Failure to comply with the Franchise Code has serious consequences for the franchisor. It may result in contraventions of Part VI of the Act.

In addition, directors of a non-compliant corporate entity may also incur ancillary personal liability under sections 75 and 81 of the Act.

What is a franchise agreement?

To be a 'franchise agreement' as defined in Section 4 of the Franchise Code requires:

  1. An agreement (this can be written, oral or implied).
  2. A grant of a right to carry on the business of offering, supplying or distributing goods or services in Australia under a system or marketing plan substantially determined, controlled or suggested by the franchisor or an associate of the franchisor.
  3. Operation of the business substantially or materially associated with a trade mark, advertising or commercial symbol that is owned, used, licensed or specified by the franchisor or an associate of the franchisor.
  4. Payment of an amount by the franchisee to the franchisor or an associate of the franchisor.

By its very nature, a distribution arrangement will satisfy Requirements 1 and 4 of this definition. In most instances, it will also satisfy Requirement 3, as the distribution business is likely to be substantially associated with a trade mark, advertising or commercial symbol identifying the goods or services the subject of the distribution arrangement.

To avoid the unintentional application of the Franchise Code, it is necessary to ensure that a distribution arrangement does not satisfy Requirement 2.

To date there has been little by way of judicial consideration of what is actually required to satisfy Requirement 2. In Capital Networks Pty Limited v au Domain Administration Limited [2004] FCA 808 (Capital Networks), Justice Bennett concluded that for Requirement 2 to be satisfied, there must firstly be a 'system or marketing plan', and secondly, the 'system or marketing plan must be substantially determined, controlled or suggested by the franchisor or an associate of the franchisor'.

In the recent decision of ACCC v Kyloe Pty Limited [2007] FCA 1522 (Kyloe Pty Limited), Justice Tracy was required to determine whether a series of arrangements (said to be a distribution arrangement) satisfied Requirement 2, and therefore fell within the definition of a 'franchise agreement'.

Requirement 2 - system or marketing plan?

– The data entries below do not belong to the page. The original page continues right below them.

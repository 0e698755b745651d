//! Configuration for the Strata world engine.
//!
//! Settings persist to disk as a RON file, and every section falls back to
//! its defaults so old files keep loading. Command-line flags override the
//! loaded values.

mod cli;
mod config;
mod error;

pub use cli::CliArgs;
pub use config::{
    CONFIG_FILE_NAME, Config, DebugConfig, LightingConfig, MAX_RADIUS, StorageConfig, WorldConfig,
    default_config_dir,
};
pub use error::ConfigError;
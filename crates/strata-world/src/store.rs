//! Persistent chunk storage behind the [`ChunkStore`] trait.
//!
//! The store deals in already-encoded bytes. Encoding and decoding happen on
//! the worker threads that own the chunk.

use std::fs;
use std::io::{self, Write};
use std::path::{Path, PathBuf};

use dashmap::DashMap;
use strata_voxel::ChunkCoord;

use crate::error::StoreError;

/// Shared storage for encoded chunks, used concurrently by worker threads.
pub trait ChunkStore: Send + Sync {
    /// Whether a saved copy of the chunk exists.
    fn exists(&self, coord: ChunkCoord) -> bool;

    /// Reads the saved bytes, or `None` if the chunk was never saved.
    fn read(&self, coord: ChunkCoord) -> Result<Option<Vec<u8>>, StoreError>;

    /// Replaces the saved bytes.
    fn write(&self, coord: ChunkCoord, data: &[u8]) -> Result<(), StoreError>;
}

// ---------------------------------------------------------------------------
// Disk
// ---------------------------------------------------------------------------

/// One file per chunk, `chunk_<x>_<y>.strata`, in a single directory.
///
/// Writes go to a temporary file that is renamed over the target, so a crash
/// mid-write leaves the previous save intact.
#[derive(Debug)]
pub struct DiskChunkStore {
    dir: PathBuf,
}

impl DiskChunkStore {
    /// Opens (creating if needed) a store rooted at `dir`.
    pub fn open(dir: impl Into<PathBuf>) -> Result<Self, StoreError> {
        let dir = dir.into();
        fs::create_dir_all(&dir).map_err(|source| StoreError::CreateDir {
            path: dir.clone(),
            source,
        })?;
        tracing::info!("chunk store at {}", dir.display());
        Ok(Self { dir })
    }

    /// Directory holding the chunk files.
    pub fn dir(&self) -> &Path {
        &self.dir
    }

    /// File name for a chunk.
    pub fn path_for(&self, coord: ChunkCoord) -> PathBuf {
        self.dir.join(format!("chunk_{}_{}.strata", coord.x, coord.y))
    }
}

impl ChunkStore for DiskChunkStore {
    fn exists(&self, coord: ChunkCoord) -> bool {
        self.path_for(coord).is_file()
    }

    fn read(&self, coord: ChunkCoord) -> Result<Option<Vec<u8>>, StoreError> {
        match fs::read(self.path_for(coord)) {
            Ok(bytes) => Ok(Some(bytes)),
            Err(err) if err.kind() == io::ErrorKind::NotFound => Ok(None),
            Err(source) => Err(StoreError::Io { coord, source }),
        }
    }

    fn write(&self, coord: ChunkCoord, data: &[u8]) -> Result<(), StoreError> {
        let target = self.path_for(coord);
        let tmp = target.with_extension("strata.tmp");
        let io_err = |source| StoreError::Io { coord, source };

        let mut file = fs::File::create(&tmp).map_err(io_err)?;
        file.write_all(data).map_err(io_err)?;
        file.sync_all().map_err(io_err)?;
        drop(file);
        fs::rename(&tmp, &target).map_err(io_err)?;
        tracing::trace!("wrote {} bytes to {}", data.len(), target.display());
        Ok(())
    }
}

// ---------------------------------------------------------------------------
// Memory
// ---------------------------------------------------------------------------

/// In-memory store, mainly for tests and tools that must not touch disk.
#[derive(Debug, Default)]
pub struct MemoryChunkStore {
    chunks: DashMap<ChunkCoord, Vec<u8>>,
}

impl MemoryChunkStore {
    /// Creates an empty store.
    pub fn new() -> Self {
        Self::default()
    }

    /// Number of stored chunks.
    pub fn len(&self) -> usize {
        self.chunks.len()
    }

    /// Whether no chunk is stored.
    pub fn is_empty(&self) -> bool {
        self.chunks.is_empty()
    }

    /// Overwrites a saved chunk with arbitrary bytes.
    pub fn insert_raw(&self, coord: ChunkCoord, data: Vec<u8>) {
        self.chunks.insert(coord, data);
    }
}

impl ChunkStore for MemoryChunkStore {
    fn exists(&self, coord: ChunkCoord) -> bool {
        self.chunks.contains_key(&coord)
    }

    fn read(&self, coord: ChunkCoord) -> Result<Option<Vec<u8>>, StoreError> {
        Ok(self.chunks.get(&coord).map(|entry| entry.value().clone()))
    }

    fn write(&self, coord: ChunkCoord, data: &[u8]) -> Result<(), StoreError> {
        self.chunks.insert(coord, data.to_vec());
        Ok(())
    }
}

// ---------------------------------------------------------------------------
// Tests
// ---------------------------------------------------------------------------

#[cfg(test)]
mod tests {
    use super::*;

    #[test]
    fn test_disk_store_round_trip() {
        let dir = tempfile::tempdir().unwrap();
        let store = DiskChunkStore::open(dir.path().join("saves")).unwrap();
        let coord = ChunkCoord::new(-2, 5);

        assert!(!store.exists(coord));
        assert!(store.read(coord).unwrap().is_none());

        store.write(coord, b"hello").unwrap();
        assert!(store.exists(coord));
        assert_eq!(store.read(coord).unwrap().unwrap(), b"hello");
        assert!(store.path_for(coord).ends_with("chunk_-2_5.strata"));

        store.write(coord, b"again").unwrap();
        assert_eq!(store.read(coord).unwrap().unwrap(), b"again");
        assert!(!store.path_for(coord).with_extension("strata.tmp").exists());
    }

    #[test]
    fn test_memory_store_round_trip() {
        let store = MemoryChunkStore::new();
        let coord = ChunkCoord::new(1, 1);
        assert!(!store.exists(coord));
        store.write(coord, &[1, 2, 3]).unwrap();
        assert!(store.exists(coord));
        assert_eq!(store.read(coord).unwrap(), Some(vec![1, 2, 3]));
        assert_eq!(store.len(), 1);
    }

    #[test]
    fn test_store_is_shareable_across_threads() {
        let store = std::sync::Arc::new(MemoryChunkStore::new());
        let handles: Vec<_> = (0..4)
            .map(|i| {
                let store = std::sync::Arc::clone(&store);
                std::thread::spawn(move || {
                    store.write(ChunkCoord::new(i, 0), &[i as u8]).unwrap();
                })
            })
            .collect();
        for handle in handles {
            handle.join().unwrap();
        }
        assert_eq!(store.len(), 4);
    }
}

System or marketing plan is not a defined term in the Franchise Code. In the absence of Australian authority, Justice Tracy referred to American case law dealing with a similar (but not identical) provision. With reference to Master Abrasives Corporation v Williams (1984) 469 NE 2b 1196 in particular, Justice Tracy identified the following helpful indicators of the existence of a system or marketing plan:

  • The provision by the franchisor of a detailed compensation and bonus structure for distributors selling its products.
  • A centralised bookkeeping and recordkeeping computer operation provided by the franchisor for distributors.
  • A scheme prescribed by the franchisor under which a person would become a distributor or sub-distributor.
  • The reservation by the franchisor of the right to screen and approve all promotional materials used by distributors.
  • Prohibition on repacking of products by distributors.
  • The provision of assistance by the franchisor to its distributors in conducting 'opportunity meetings'.
  • Suggestion by the franchisor of the retail prices to be charged for products.
  • A comprehensive advertising and promotional program by the franchisor.
  • The division of a state into marketing areas.
  • The establishment of sales quotas.
  • The franchisor having approval rights of any sales personnel whom the distributor might seek to employ.
  • A mandatory sales training regime.
  • Provision of quotation sheets to the distributor's employees.
  • Provision by the franchisor of prescribed invoices and other sales forms.
  • A requirement that distributors illicit certain information from the customers and provide that information to the franchisor.
  • A restriction on the distributor selling any of the franchisor's products without first consulting with the franchisor.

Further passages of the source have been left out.